Amfetamina? No nie dziwota, że nie spałaś i nie jadłeś przez 5 dni.
Bieganie? Jak Ci stawy nie siadają to biegaj min. 3 razy w tygodniu tyle ile dasz radę.
Piła? Jest ok. możesz to zaliczyć do biegania.

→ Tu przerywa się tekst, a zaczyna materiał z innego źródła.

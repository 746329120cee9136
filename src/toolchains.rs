use crate::error::{BuilderError, BuilderResult};
use std::fmt;
use std::str::FromStr;

/// Source language of a project, selected by the `type` config key.
#[derive(Debug, Clone, Copy, PartialEq, Eq)]
pub enum Language {
    C,
    Cpp,
}

impl Language {
    /// Front end that both compiles and links for this language.
    pub fn compiler(&self) -> &'static str {
        match self {
            Language::C => "gcc",
            Language::Cpp => "g++",
        }
    }

    pub fn source_suffix(&self) -> &'static str {
        match self {
            Language::C => ".c",
            Language::Cpp => ".cpp",
        }
    }
}

impl FromStr for Language {
    type Err = BuilderError;

    fn from_str(s: &str) -> BuilderResult<Self> {
        match s {
            "c" => Ok(Language::C),
            "cpp" => Ok(Language::Cpp),
            other => Err(BuilderError::UnknownType(other.to_string())),
        }
    }
}

impl fmt::Display for Language {
    fn fmt(&self, f: &mut fmt::Formatter<'_>) -> fmt::Result {
        match self {
            Language::C => write!(f, "c"),
            Language::Cpp => write!(f, "cpp"),
        }
    }
}
use std::path::PathBuf;
use thiserror::Error;

#[derive(Error, Debug)]
pub enum BuilderError {
    #[error("IO error: {0}")]
    Io(#[from] std::io::Error),

    #[error("Failed to parse config {}: {reason}", path.display())]
    Parse { path: PathBuf, reason: String },

    #[error("Unknown project type: {0:?} (expected \"c\" or \"cpp\")")]
    UnknownType(String),

    #[error("Cannot read directory {}: {source}", path.display())]
    Filesystem {
        path: PathBuf,
        #[source]
        source: walkdir::Error,
    },

    #[error("Failed to execute {program}: {source}")]
    Spawn {
        program: String,
        #[source]
        source: std::io::Error,
    },

    #[error("{phase} failed with {status}")]
    Toolchain { phase: &'static str, status: String },

    #[error("Configuration error: {0}")]
    Config(String),
}

pub type BuilderResult<T> = Result<T, BuilderError>;
//! Frame allocation with eviction, and the page fault handler.
//!
//! The order of side effects here is observable: UNMAP, then the write-back
//! event, then the fill event, then MAP. Costs are charged in the same order.

use log::trace;

use crate::constants::*;
use crate::event::{Event, EventSink};
use crate::memory::{Frame, Memory};
use crate::pager::Pager;

/// Everything a fault needs, borrowed from the running simulation
pub struct FaultHandler<'a> {
    pub mem: &'a mut Memory,
    pub pager: &'a mut dyn Pager,
    pub sink: &'a mut dyn EventSink,
    pub cost: &'a mut u64,
    /// Current instruction count
    pub clock: u64,
}

impl FaultHandler<'_> {
    /// Take a frame from the free pool, or evict the pager's victim. Never fails.
    pub fn acquire_frame(&mut self) -> usize {
        if let Some(frame) = self.mem.pop_free_frame() {
            return frame;
        }

        let frame = self.pager.select_victim(self.mem, self.clock, self.sink);
        let Frame { pid, vpage, .. } = self.mem.frames[frame];
        trace!("evicting frame {} from {}:{}", frame, pid, vpage);

        self.sink.emit(Event::Unmap { pid, vpage });
        self.mem.processes[pid].stats.unmaps += 1;
        *self.cost += COST_UNMAP;

        let pte = *self.mem.pte(pid, vpage);
        if pte.modified() {
            if pte.file_mapped() {
                self.sink.emit(Event::Fout);
                self.mem.processes[pid].stats.fouts += 1;
                *self.cost += COST_FOUT;
            } else {
                self.mem.pte_mut(pid, vpage).set_paged_out(true);
                self.sink.emit(Event::Out);
                self.mem.processes[pid].stats.outs += 1;
                *self.cost += COST_OUT;
            }
        }

        // paged_out stays: the swap copy outlives the mapping
        let pte = self.mem.pte_mut(pid, vpage);
        pte.set_present(false);
        pte.set_modified(false);
        pte.set_referenced(false);
        frame
    }

    /// Service a fault on `pid:vpage`. Returns false on a segmentation violation.
    pub fn resolve(&mut self, pid: usize, vpage: usize) -> bool {
        let pte = self.mem.pte(pid, vpage);
        if !pte.vma_checked() {
            let vma = self.mem.processes[pid].find_vma(vpage).copied();
            let pte = self.mem.pte_mut(pid, vpage);
            pte.set_vma_checked(true);
            if let Some(vma) = vma {
                pte.set_vma_valid(true);
                pte.set_file_mapped(vma.file_mapped);
                pte.set_write_protected(vma.write_protected);
            }
        }

        if !self.mem.pte(pid, vpage).vma_valid() {
            trace!("{}:{} outside every VMA", pid, vpage);
            self.sink.emit(Event::Segv);
            self.mem.processes[pid].stats.segv += 1;
            *self.cost += COST_SEGV;
            return false;
        }

        let frame = self.acquire_frame();

        let pte = *self.mem.pte(pid, vpage);
        let stats = &mut self.mem.processes[pid].stats;
        if pte.paged_out() {
            self.sink.emit(Event::In);
            stats.ins += 1;
            *self.cost += COST_IN;
        } else if pte.file_mapped() {
            self.sink.emit(Event::Fin);
            stats.fins += 1;
            *self.cost += COST_FIN;
        } else {
            self.sink.emit(Event::Zero);
            stats.zeros += 1;
            *self.cost += COST_ZERO;
        }

        let entry = &mut self.mem.frames[frame];
        entry.pid = pid;
        entry.vpage = vpage;
        entry.mapped = true;
        self.sink.emit(Event::Map(frame));
        self.mem.processes[pid].stats.maps += 1;
        self.pager.on_activate(self.mem, frame, self.clock);
        *self.cost += COST_MAP;

        let pte = self.mem.pte_mut(pid, vpage);
        pte.set_frame(frame);
        pte.set_present(true);
        true
    }
}
//! Error types for the simulator.
//!
//! Simulated hardware faults (SEGV, SEGPROT) are not errors: they are events
//! of the model. Everything here is a contract violation caught before or at
//! the edge of the core.

use std::path::PathBuf;
use thiserror::Error;

/// Result type alias for simulator operations
pub type Result<T> = std::result::Result<T, Error>;

/// Malformed input or random-number file
#[derive(Error, Debug, Clone, PartialEq, Eq)]
pub enum ParseError {
    #[error("line {line}: expected {what}")]
    Missing { line: usize, what: &'static str },

    #[error("line {line}: invalid {what}: {token}")]
    InvalidToken {
        line: usize,
        what: &'static str,
        token: String,
    },

    #[error("line {line}: virtual page {vpage} exceeds max {max}")]
    VpageOutOfRange { line: usize, vpage: usize, max: usize },

    #[error("line {line}: VMA [{start}, {end}] is inverted")]
    InvertedVma { line: usize, start: usize, end: usize },

    #[error("line {line}: VMA [{start}, {end}] overlaps a previous VMA")]
    OverlappingVma { line: usize, start: usize, end: usize },

    #[error("line {line}: process {pid} does not exist ({count} processes)")]
    UnknownProcess { line: usize, pid: usize, count: usize },

    #[error("unknown operation '{0}'")]
    UnknownOperation(String),

    #[error("random file declares {declared} values but holds none")]
    EmptyRandomFile { declared: usize },
}

/// Invalid run configuration
#[derive(Error, Debug, Clone, PartialEq, Eq)]
pub enum ConfigError {
    #[error("unknown replacement algorithm: <{0}>")]
    UnknownAlgorithm(char),

    #[error("unknown output option: <{0}>")]
    UnknownOutputOption(char),

    #[error("frame count {0} outside 1..={max}", max = crate::constants::MAX_FRAMES)]
    FrameCount(usize),

    #[error("random algorithm requires a random file")]
    MissingRandomFile,
}

/// Instruction the dispatcher refuses to delegate
#[derive(Error, Debug, Clone, PartialEq, Eq)]
pub enum SimError {
    #[error("process {pid} does not exist ({count} processes)")]
    UnknownProcess { pid: usize, count: usize },

    #[error("virtual page {0} exceeds address space")]
    VpageOutOfRange(usize),
}

/// Umbrella error for library consumers
#[derive(Error, Debug)]
pub enum Error {
    #[error("parse error: {0}")]
    Parse(#[from] ParseError),

    #[error("config error: {0}")]
    Config(#[from] ConfigError),

    #[error("simulation error: {0}")]
    Sim(#[from] SimError),

    #[error("cannot write report: {0}")]
    Output(#[from] std::io::Error),

    #[error("cannot open {}: {source}", .path.display())]
    Io {
        path: PathBuf,
        #[source]
        source: std::io::Error,
    },
}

napisał/a: kraula 2008-08-25 10:38
Witaj traffic !!!
podsune Ci znakomity pomysl na wysmienita diete WYSOKO BIALKOWA jezeli tak bardzo lubisz sery, twarogi, mozarelle itp. bynajmniej ja, jak bylam jeszcze w pl dostalam namiar NA BARDZO DOBREGO dietetyka. ogoolnie moglam jesc niemal ze wszystko ALE MIALAM ZAKAZ na pieczyw, ziemniaki, makarony, ryz itp. i co najwazniejsze ZECZYWISCIE TA DIETA DZIALALA, na obiadek jadlam np kurczaczka z salatka z kapusty pekinskiej z feta + miejsce ziemniakow zastepowal mi serek wiejsci (twarozek) i naprawde bardzo mi smakowalo..
teraz natomiast mam dol bo JUZ od ponad dwuch lat jestem na Islandii i TUTAJ NIE MA TWAROGU , wiec szybko wroocilam do chlebka ziemniaczkow itd..
a co do meridii.. hmm.. no ja biore ja od niespelna tygodnia i czuje sie dobrze ROWNIEZ MIALAM WIELE WATPLIWOSCI, w dziecinstwie mialam astme wiec rowniez balam sie ze moglabym miec poniej jakies dusznosci czy moze nawet stany przed zawalowe :P ale jak narazie zadnych powaznych skutkow ubocznych dzialania tych tabletek u siebie nie zauwazylam.. chociaz mysle ze w ciagu 7 dni ciezko jest dokladnie powiedziec , postaram sie na bierzaco zdawac relacje jak sie po nich czuje..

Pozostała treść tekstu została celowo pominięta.